● **Stored items**
--- START ---
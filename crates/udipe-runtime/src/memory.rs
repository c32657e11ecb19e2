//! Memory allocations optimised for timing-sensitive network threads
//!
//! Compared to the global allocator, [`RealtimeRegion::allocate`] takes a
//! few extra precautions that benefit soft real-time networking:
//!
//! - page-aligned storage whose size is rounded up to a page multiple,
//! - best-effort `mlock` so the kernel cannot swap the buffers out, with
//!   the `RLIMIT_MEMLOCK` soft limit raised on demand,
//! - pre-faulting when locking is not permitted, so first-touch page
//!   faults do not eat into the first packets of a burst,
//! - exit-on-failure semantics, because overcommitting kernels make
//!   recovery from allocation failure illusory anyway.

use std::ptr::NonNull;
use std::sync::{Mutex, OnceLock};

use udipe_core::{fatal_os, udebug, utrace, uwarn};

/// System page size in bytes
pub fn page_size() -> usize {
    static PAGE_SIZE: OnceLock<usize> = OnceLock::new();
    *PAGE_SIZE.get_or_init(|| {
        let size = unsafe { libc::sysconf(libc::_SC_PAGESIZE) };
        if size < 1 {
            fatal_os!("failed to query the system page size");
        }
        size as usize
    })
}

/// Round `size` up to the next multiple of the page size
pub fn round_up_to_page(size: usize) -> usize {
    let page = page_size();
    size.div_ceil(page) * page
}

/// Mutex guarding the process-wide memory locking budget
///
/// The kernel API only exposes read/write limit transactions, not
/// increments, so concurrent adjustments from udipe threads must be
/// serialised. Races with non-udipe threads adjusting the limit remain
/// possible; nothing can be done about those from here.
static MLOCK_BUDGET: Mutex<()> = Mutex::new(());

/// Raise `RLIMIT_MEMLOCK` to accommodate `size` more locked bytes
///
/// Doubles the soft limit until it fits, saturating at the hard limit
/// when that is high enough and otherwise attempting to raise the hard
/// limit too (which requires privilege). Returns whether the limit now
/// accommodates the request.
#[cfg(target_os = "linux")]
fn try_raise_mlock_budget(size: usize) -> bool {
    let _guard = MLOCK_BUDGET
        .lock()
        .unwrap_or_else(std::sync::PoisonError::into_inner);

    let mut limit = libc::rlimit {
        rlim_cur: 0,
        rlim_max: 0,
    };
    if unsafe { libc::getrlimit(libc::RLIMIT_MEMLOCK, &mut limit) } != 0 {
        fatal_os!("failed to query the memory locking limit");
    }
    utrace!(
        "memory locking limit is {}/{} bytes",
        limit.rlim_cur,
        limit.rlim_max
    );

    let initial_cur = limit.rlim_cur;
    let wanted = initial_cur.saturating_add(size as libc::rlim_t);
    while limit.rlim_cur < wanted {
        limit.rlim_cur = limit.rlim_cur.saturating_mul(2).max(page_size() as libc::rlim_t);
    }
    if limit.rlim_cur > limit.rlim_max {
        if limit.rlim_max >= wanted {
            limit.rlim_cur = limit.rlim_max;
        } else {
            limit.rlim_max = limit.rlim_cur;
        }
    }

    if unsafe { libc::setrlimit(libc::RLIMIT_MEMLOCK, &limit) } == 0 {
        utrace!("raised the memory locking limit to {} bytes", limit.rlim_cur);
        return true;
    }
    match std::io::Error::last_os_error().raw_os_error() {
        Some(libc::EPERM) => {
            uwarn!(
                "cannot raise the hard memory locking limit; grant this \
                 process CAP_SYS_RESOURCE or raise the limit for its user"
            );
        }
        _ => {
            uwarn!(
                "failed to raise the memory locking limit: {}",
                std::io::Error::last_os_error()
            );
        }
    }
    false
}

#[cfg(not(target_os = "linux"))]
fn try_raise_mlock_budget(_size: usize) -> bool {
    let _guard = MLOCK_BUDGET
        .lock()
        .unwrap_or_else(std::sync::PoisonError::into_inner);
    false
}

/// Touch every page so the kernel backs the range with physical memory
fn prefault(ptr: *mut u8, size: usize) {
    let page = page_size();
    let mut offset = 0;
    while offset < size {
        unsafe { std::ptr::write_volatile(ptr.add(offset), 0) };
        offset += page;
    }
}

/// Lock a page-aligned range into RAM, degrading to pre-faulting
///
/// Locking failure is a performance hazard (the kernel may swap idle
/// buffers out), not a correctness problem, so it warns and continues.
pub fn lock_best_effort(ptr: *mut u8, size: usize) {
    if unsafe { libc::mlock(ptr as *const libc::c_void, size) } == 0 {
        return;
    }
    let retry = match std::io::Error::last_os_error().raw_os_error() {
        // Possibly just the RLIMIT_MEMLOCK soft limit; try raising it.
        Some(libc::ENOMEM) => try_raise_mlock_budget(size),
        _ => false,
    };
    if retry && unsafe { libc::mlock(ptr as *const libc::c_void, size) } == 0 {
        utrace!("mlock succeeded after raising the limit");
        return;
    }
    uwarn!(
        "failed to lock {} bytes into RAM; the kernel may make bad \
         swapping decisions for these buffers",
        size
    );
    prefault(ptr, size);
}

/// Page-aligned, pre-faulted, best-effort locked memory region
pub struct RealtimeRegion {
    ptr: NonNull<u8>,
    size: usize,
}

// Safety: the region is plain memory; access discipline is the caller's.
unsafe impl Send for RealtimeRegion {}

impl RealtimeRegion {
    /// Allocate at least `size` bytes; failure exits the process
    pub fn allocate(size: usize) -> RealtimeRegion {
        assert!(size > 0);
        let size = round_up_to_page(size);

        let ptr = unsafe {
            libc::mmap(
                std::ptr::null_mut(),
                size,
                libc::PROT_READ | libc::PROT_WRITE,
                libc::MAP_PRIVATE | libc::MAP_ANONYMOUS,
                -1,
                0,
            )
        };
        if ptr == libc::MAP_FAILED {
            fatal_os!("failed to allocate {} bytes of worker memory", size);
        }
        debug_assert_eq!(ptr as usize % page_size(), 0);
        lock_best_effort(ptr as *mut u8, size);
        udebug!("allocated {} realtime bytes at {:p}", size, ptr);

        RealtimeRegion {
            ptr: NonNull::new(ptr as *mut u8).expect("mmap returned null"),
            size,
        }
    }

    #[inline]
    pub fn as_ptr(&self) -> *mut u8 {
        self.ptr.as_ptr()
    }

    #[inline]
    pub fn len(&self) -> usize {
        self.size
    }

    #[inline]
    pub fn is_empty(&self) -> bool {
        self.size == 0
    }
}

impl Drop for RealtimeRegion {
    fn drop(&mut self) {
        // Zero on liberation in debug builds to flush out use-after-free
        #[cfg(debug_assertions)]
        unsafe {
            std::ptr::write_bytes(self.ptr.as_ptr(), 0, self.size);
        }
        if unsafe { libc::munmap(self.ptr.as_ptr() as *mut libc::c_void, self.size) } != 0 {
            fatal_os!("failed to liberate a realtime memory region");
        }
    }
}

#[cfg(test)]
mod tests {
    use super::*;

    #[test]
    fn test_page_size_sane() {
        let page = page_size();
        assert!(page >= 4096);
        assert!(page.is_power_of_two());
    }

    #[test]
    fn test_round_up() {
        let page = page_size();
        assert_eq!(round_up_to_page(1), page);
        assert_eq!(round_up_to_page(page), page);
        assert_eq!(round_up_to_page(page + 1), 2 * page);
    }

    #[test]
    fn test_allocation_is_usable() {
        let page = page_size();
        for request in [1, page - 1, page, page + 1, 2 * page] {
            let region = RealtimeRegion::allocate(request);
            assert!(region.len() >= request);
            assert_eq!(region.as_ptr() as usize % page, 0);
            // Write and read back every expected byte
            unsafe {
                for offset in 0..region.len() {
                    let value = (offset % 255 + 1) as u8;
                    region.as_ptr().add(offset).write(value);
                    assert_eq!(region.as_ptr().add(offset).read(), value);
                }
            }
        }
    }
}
--- END ---
● **TASK ITEM**
Your answer should consist solely of the lines above from the line with "pub fn page_size()" to the line with "pub fn round_up_to_page(size: usize)", both included, reproduced exactly.

● **TASK ANSWER**
pub fn page_size() -> usize {
    static PAGE_SIZE: OnceLock<usize> = OnceLock::new();
    *PAGE_SIZE.get_or_init(|| {
        let size = unsafe { libc::sysconf(libc::_SC_PAGESIZE) };
        if size < 1 {
            fatal_os!("failed to query the system page size");
        }
        size as usize
    })
}

/// Round `size` up to the next multiple of the page size
pub fn round_up_to_page(size: usize) -> usize {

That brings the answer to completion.